I’ll cut right to the chase with this experience as there’s no easy way to slice it. Perhaps it’s wrong to pun about something so serious and mysterious but I’m at the helm here and it’s my experience so I choose to add some levity rather than chopping my story into a more palatable pablem.
My experience with cutting and self harm is rather limited and came later in life than usual but the urges were no less compelling. My weapons of choice were rather creative and odd but got the job done. I used a grapefruit knife for scratching, an artist’s blade for separating paper for cutting, a potato peeler for scraping and scissors for cutting.
This behavior began last year about a month before I checked myself into the psychiatric ward. I haven’t had any issues in 2016 but occasionally a whisper of an urge arises and I’m able to distract myself using techniques taught to me at the hospital.
The reason for this behavior, in my case, was wanting a way to punish myself for not being able to control the crazy in my head…for needing serious help and feeling like I didn’t deserve it.
I recall scratching myself up on my side before heading to the hospital because I didn’t think I deserved treatment. I felt I was just taking up space. The scratching was a pre-punishment of sorts.
To start with, I began by scratching the side of my left wrist until it was raw and red and often a bloody mess. I soon realized this was difficult to hide, even with long sleeves and bracelets so I moved on to more creative locations; my side ribs, my legs and higher up on my arms.
If you look closely at the circled area you can see horizontal scarring healed over.
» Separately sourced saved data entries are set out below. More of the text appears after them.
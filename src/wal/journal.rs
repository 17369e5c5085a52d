//! Journal persistence
//!
//! The journal is a JSON-lines file: one [`PlanEntry`] per line, written in
//! full before anything on disk is moved. It is the only input of the
//! execute phase, so a crash at any point after it is written leaves
//! enough on disk to audit or resume.
//!
//! ## Concurrency Safety
//! Uses an advisory lock file via fs2 so that two processes never plan
//! into or replay the same journal at the same time.

use super::entry::PlanEntry;
use crate::error::{BucketError, Result};
use fs2::FileExt;
use std::ffi::OsString;
use std::fs::{self, File, OpenOptions};
use std::io::{BufRead, BufReader, BufWriter, Write};
use std::path::{Path, PathBuf};

/// Default journal location, relative to the working directory
pub const DEFAULT_JOURNAL: &str = "mv.jsonl";

/// `path` with `suffix` appended to its file name
fn sibling(path: &Path, suffix: &str) -> PathBuf {
    let mut name: OsString = path
        .file_name()
        .map(|n| n.to_os_string())
        .unwrap_or_else(|| OsString::from("journal"));
    name.push(suffix);
    path.with_file_name(name)
}

/// Get the lock file path for a journal
pub fn lock_path(journal: &Path) -> PathBuf {
    sibling(journal, ".lock")
}

/// Exclusive advisory lock on a journal.
///
/// Held for as long as the value lives. The lock file itself stays on
/// disk so every process always locks the same inode.
#[derive(Debug)]
pub struct JournalLock {
    file: File,
    path: PathBuf,
}

impl JournalLock {
    /// Acquire the lock without blocking.
    ///
    /// Fails with [`BucketError::JournalLocked`] if another process holds it.
    pub fn acquire(journal: &Path) -> Result<Self> {
        ensure_parent(journal)?;

        let path = lock_path(journal);
        let file = OpenOptions::new()
            .write(true)
            .create(true)
            .truncate(false)
            .open(&path)
            .map_err(|e| BucketError::io("Failed to open lock file", &path, e))?;

        if file.try_lock_exclusive().is_err() {
            return Err(BucketError::JournalLocked {
                path: journal.to_path_buf(),
            });
        }

        tracing::debug!(lock = %path.display(), "Acquired journal lock");
        Ok(Self { file, path })
    }

    /// Path of the lock file
    pub fn path(&self) -> &Path {
        &self.path
    }
}

impl Drop for JournalLock {
    fn drop(&mut self) {
        let _ = FileExt::unlock(&self.file);
    }
}

fn ensure_parent(path: &Path) -> Result<()> {
    if let Some(parent) = path.parent() {
        if !parent.as_os_str().is_empty() && !parent.exists() {
            fs::create_dir_all(parent)
                .map_err(|e| BucketError::io("Failed to create journal directory", parent, e))?;
        }
    }
    Ok(())
}

/// Write `entries` to `path`, replacing any existing journal.
///
/// Writes atomically by writing to a temp file first, then renaming.
/// This ensures we never have a truncated journal on disk.
pub fn write_journal(entries: &[PlanEntry], path: &Path) -> Result<usize> {
    ensure_parent(path)?;

    let temp_path = sibling(path, ".tmp");
    if let Err(err) = write_entries(entries, &temp_path) {
        let _ = fs::remove_file(&temp_path);
        return Err(err);
    }

    fs::rename(&temp_path, path).map_err(|e| {
        let _ = fs::remove_file(&temp_path);
        BucketError::io("Failed to rename journal file", path, e)
    })?;

    tracing::info!(
        journal = %path.display(),
        entries = entries.len(),
        "Saved journal"
    );

    Ok(entries.len())
}

/// Serialize `entries` into `temp_path` and fsync it
fn write_entries(entries: &[PlanEntry], temp_path: &Path) -> Result<()> {
    let file = File::create(temp_path)
        .map_err(|e| BucketError::io("Failed to create journal temp file", temp_path, e))?;
    let mut writer = BufWriter::new(file);

    for entry in entries {
        serde_json::to_writer(&mut writer, entry).map_err(|e| BucketError::Io {
            context: "Failed to write journal",
            path: temp_path.to_path_buf(),
            source: e.into(),
        })?;
        writer
            .write_all(b"\n")
            .map_err(|e| BucketError::io("Failed to write journal", temp_path, e))?;
    }

    let file = writer
        .into_inner()
        .map_err(|e| BucketError::io("Failed to flush journal", temp_path, e.into_error()))?;
    file.sync_all()
        .map_err(|e| BucketError::io("Failed to sync journal", temp_path, e))
}

/// Read every entry of a journal in order.
///
/// Blank lines are ignored; the first malformed line fails with its
/// 1-based line number.
pub fn read_journal(path: &Path) -> Result<Vec<PlanEntry>> {
    JournalReader::open(path)?.collect()
}

/// Sequential journal reader yielding `(line_number, entry)` pairs.
pub struct JournalReader {
    lines: std::io::Lines<BufReader<File>>,
    path: PathBuf,
    line: usize,
}

impl JournalReader {
    pub fn open(path: &Path) -> Result<Self> {
        let file =
            File::open(path).map_err(|e| BucketError::io("Failed to open journal", path, e))?;
        Ok(Self {
            lines: BufReader::new(file).lines(),
            path: path.to_path_buf(),
            line: 0,
        })
    }

    /// Next entry with its 1-based line number
    pub fn next_numbered(&mut self) -> Option<Result<(usize, PlanEntry)>> {
        loop {
            let raw = match self.lines.next()? {
                Ok(raw) => raw,
                Err(e) => {
                    return Some(Err(BucketError::io(
                        "Failed to read journal",
                        &self.path,
                        e,
                    )))
                }
            };
            self.line += 1;

            if raw.trim().is_empty() {
                continue;
            }

            let line = self.line;
            return Some(
                serde_json::from_str(&raw)
                    .map(|entry| (line, entry))
                    .map_err(|source| BucketError::JournalCorrupt { line, source }),
            );
        }
    }
}

impl Iterator for JournalReader {
    type Item = Result<PlanEntry>;

    fn next(&mut self) -> Option<Self::Item> {
        self.next_numbered().map(|r| r.map(|(_, entry)| entry))
    }
}

#[cfg(test)]
mod tests {
    use super::*;
    use tempfile::tempdir;

    fn sample_entries() -> Vec<PlanEntry> {
        vec![
            PlanEntry::new("in/big.pdf", "out/1KB-3KB/0001/0001.pdf"),
            PlanEntry::new("in/mid.pdf", "out/1KB-3KB/0001/0002.pdf"),
            PlanEntry::new("in/small.pdf", "out/10bytes-10bytes/0001/0001.pdf"),
        ]
    }

    #[test]
    fn test_write_and_read_journal() {
        let dir = tempdir().unwrap();
        let path = dir.path().join("mv.jsonl");

        let written = write_journal(&sample_entries(), &path).unwrap();
        assert_eq!(written, 3);
        assert_eq!(read_journal(&path).unwrap(), sample_entries());

        // One record per line, no temp file left behind
        let text = fs::read_to_string(&path).unwrap();
        assert_eq!(text.lines().count(), 3);
        assert!(!sibling(&path, ".tmp").exists());
    }

    #[test]
    fn test_write_overwrites_existing() {
        let dir = tempdir().unwrap();
        let path = dir.path().join("mv.jsonl");
        fs::write(&path, "stale contents\nmore\nand more\nand more\n").unwrap();

        write_journal(&sample_entries()[..1], &path).unwrap();
        assert_eq!(read_journal(&path).unwrap().len(), 1);
    }

    #[test]
    fn test_write_creates_parent_dirs() {
        let dir = tempdir().unwrap();
        let path = dir.path().join("nested/logs/mv.jsonl");

        write_journal(&sample_entries(), &path).unwrap();
        assert!(path.exists());
    }

    #[test]
    fn test_read_skips_blank_lines() {
        let dir = tempdir().unwrap();
        let path = dir.path().join("mv.jsonl");
        fs::write(
            &path,
            "\n{\"original_path\":\"a.pdf\",\"output_path\":\"b.pdf\"}\n\n",
        )
        .unwrap();

        assert_eq!(
            read_journal(&path).unwrap(),
            vec![PlanEntry::new("a.pdf", "b.pdf")]
        );
    }

    #[test]
    fn test_read_reports_corrupt_line() {
        let dir = tempdir().unwrap();
        let path = dir.path().join("mv.jsonl");
        fs::write(
            &path,
            "{\"original_path\":\"a.pdf\",\"output_path\":\"b.pdf\"}\n{\"original_path\":\n",
        )
        .unwrap();

        let result = read_journal(&path);
        assert!(matches!(
            result,
            Err(BucketError::JournalCorrupt { line: 2, .. })
        ));
    }

    #[test]
    fn test_read_missing_journal() {
        let dir = tempdir().unwrap();
        let result = read_journal(&dir.path().join("absent.jsonl"));
        assert!(matches!(result, Err(BucketError::NotFound { .. })));
    }

    #[test]
    fn test_lock_is_exclusive() {
        let dir = tempdir().unwrap();
        let path = dir.path().join("mv.jsonl");

        let lock = JournalLock::acquire(&path).unwrap();
        assert!(lock_path(&path).exists());
        assert!(matches!(
            JournalLock::acquire(&path),
            Err(BucketError::JournalLocked { .. })
        ));

        drop(lock);
        // Released but left in place
        assert!(lock_path(&path).exists());
        let again = JournalLock::acquire(&path).unwrap();
        assert_eq!(again.path(), lock_path(&path));
    }

    #[cfg(unix)]
    #[test]
    fn test_failed_write_leaves_no_temp_file() {
        use std::ffi::OsStr;
        use std::os::unix::ffi::OsStrExt;

        let dir = tempdir().unwrap();
        let path = dir.path().join("mv.jsonl");
        fs::write(&path, "previous\n").unwrap();

        // serde_json refuses paths that are not valid UTF-8
        let bad = dir.path().join(OsStr::from_bytes(b"bad\xff.pdf"));
        let entries = vec![
            PlanEntry::new("ok.pdf", "out/0001/0001.pdf"),
            PlanEntry::new(bad, "out/0001/0002.pdf"),
        ];

        assert!(write_journal(&entries, &path).is_err());
        assert!(!dir.path().join("mv.jsonl.tmp").exists());
        assert_eq!(fs::read_to_string(&path).unwrap(), "previous\n");
    }
}
//! pdf-buckets CLI
//!
//! Command-line front end for size-balanced PDF reorganization.
//!
//! # Commands
//!
//! - `plan` - Scan, bucket and write the journal without touching files
//! - `run` - Plan, then replay the journal
//! - `execute` - Replay an existing journal (resume after a crash)
//! - `audit` - Show how far a journal has been applied

mod commands;

use clap::{Args, Parser, Subcommand, ValueEnum};
use pdf_buckets::logging::{self, DEFAULT_LOG_DIR};
use pdf_buckets::{RunMode, TransferMode};
use std::path::PathBuf;

/// Reorganize PDF files into size-balanced buckets.
#[derive(Parser)]
#[command(name = "pdf-buckets")]
#[command(author, version, about, long_about = None)]
struct Cli {
    /// Directory for run log files
    #[arg(global = true, long, env = "PDF_BUCKETS_LOG_DIR", default_value = DEFAULT_LOG_DIR)]
    log_dir: PathBuf,

    /// Enable verbose output
    #[arg(global = true, short, long)]
    verbose: bool,

    #[command(subcommand)]
    command: Commands,
}

/// Output format for summaries
#[derive(Clone, Copy, Debug, Default, PartialEq, Eq, ValueEnum)]
pub enum OutputFormat {
    #[default]
    Text,
    Json,
}

/// Options shared by `plan` and `run`
#[derive(Args, Debug)]
pub struct PlanArgs {
    /// Folder containing the PDF files to classify
    #[arg(short, long, env = "PDF_BUCKETS_SOURCE")]
    source: PathBuf,

    /// Folder the buckets are created under
    #[arg(short, long, env = "PDF_BUCKETS_TARGET")]
    target: PathBuf,

    /// Number of buckets to distribute files into
    #[arg(short, long, env = "PDF_BUCKETS_NUM_BUCKETS", default_value_t = pdf_buckets::config::DEFAULT_BUCKETS)]
    buckets: usize,

    /// Journal of planned moves
    #[arg(short, long, env = "PDF_BUCKETS_JOURNAL", default_value = pdf_buckets::wal::DEFAULT_JOURNAL)]
    journal: PathBuf,

    /// Case-sensitive suffix of files to pick up
    #[arg(long, env = "PDF_BUCKETS_SUFFIX", default_value = pdf_buckets::vfs::DEFAULT_SUFFIX)]
    suffix: String,

    /// Maximum files per shard folder
    #[arg(long, env = "PDF_BUCKETS_SHARD_SIZE", default_value_t = pdf_buckets::planner::DEFAULT_SHARD_SIZE)]
    shard_size: usize,

    /// Output format (text, json)
    #[arg(short, long, value_enum, default_value_t = OutputFormat::Text)]
    format: OutputFormat,
}

#[derive(Subcommand)]
enum Commands {
    /// Scan and write the journal; no files are touched
    Plan(PlanArgs),

    /// Scan, write the journal, then move the files
    Run {
        #[command(flatten)]
        plan: PlanArgs,

        /// Copy instead of move
        #[arg(long)]
        copy: bool,
    },

    /// Replay an existing journal
    Execute {
        /// Journal to replay
        #[arg(short, long, env = "PDF_BUCKETS_JOURNAL", default_value = pdf_buckets::wal::DEFAULT_JOURNAL)]
        journal: PathBuf,

        /// Copy instead of move
        #[arg(long)]
        copy: bool,
    },

    /// Classify journal entries as pending, done, conflicting or missing
    Audit {
        /// Journal to inspect
        #[arg(short, long, env = "PDF_BUCKETS_JOURNAL", default_value = pdf_buckets::wal::DEFAULT_JOURNAL)]
        journal: PathBuf,

        /// Output format (text, json)
        #[arg(short, long, value_enum, default_value_t = OutputFormat::Text)]
        format: OutputFormat,
    },
}

fn transfer_mode(copy: bool) -> TransferMode {
    if copy {
        TransferMode::Copy
    } else {
        TransferMode::Move
    }
}

fn main() -> Result<(), Box<dyn std::error::Error>> {
    // Pick up PDF_BUCKETS_* defaults from a local .env before parsing
    let _ = dotenvy::dotenv();

    let cli = Cli::parse();

    let log_file = logging::init(&cli.log_dir, cli.verbose)?;
    tracing::info!(log_file = %log_file.display(), "pdf-buckets v{}", pdf_buckets::VERSION);

    let outcome = match cli.command {
        Commands::Plan(args) => commands::plan::run(args, RunMode::PlanOnly, TransferMode::Move),
        Commands::Run { plan, copy } => {
            commands::plan::run(plan, RunMode::PlanAndExecute, transfer_mode(copy))
        }
        Commands::Execute { journal, copy } => commands::execute::run(&journal, transfer_mode(copy)),
        Commands::Audit { journal, format } => commands::audit::run(&journal, format),
    };

    if let Err(err) = &outcome {
        tracing::error!(error = %err, "Run aborted; the journal is left in place");
    }
    outcome
}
Once I was in the emergency ward waiting for a bed in the psychiatric ward I had nothing sharp to punish myself with so I began pulling out my hair. This terrified me because I was “safe” and still finding ways to self harm. I would also squeeze and pinch my skin until bruises formed, then I would focus on prodding and pinching to increase the size of the bruise.
Once on a unit I was shown some tricks that worked for me when I felt the urge to harm myself. I would draw on myself with red pen instead of actual cutting. This was creatively satisfying and quelled the urge.
I also would hold an ice cube in each hand and squeeze hard. This is actually quite painful and always seemed to shock the urge out of me.
I hope my account of my short experience with self harm has been helpful. It was scary, confusing, embarrassing, and painful but, so far, it’s no longer an issue for me. I know many other individuals are not so lucky and self harm can be a lifelong battle that can start at a young age (early teens typically I believe). I urge seeking treatment rather than feeling as though it’s not deserved. We all deserve the help we need.
Mental health stigmas and misconceptions can only be quashed by sharing stories and raising awareness so as to provide support for those not comfortable sharing, those on the outside of mental illness looking in, and creating a community where taboos are swiftly kicked out the window so we can heal, not in secrecy, but by regaining some semblance of pride and self worth.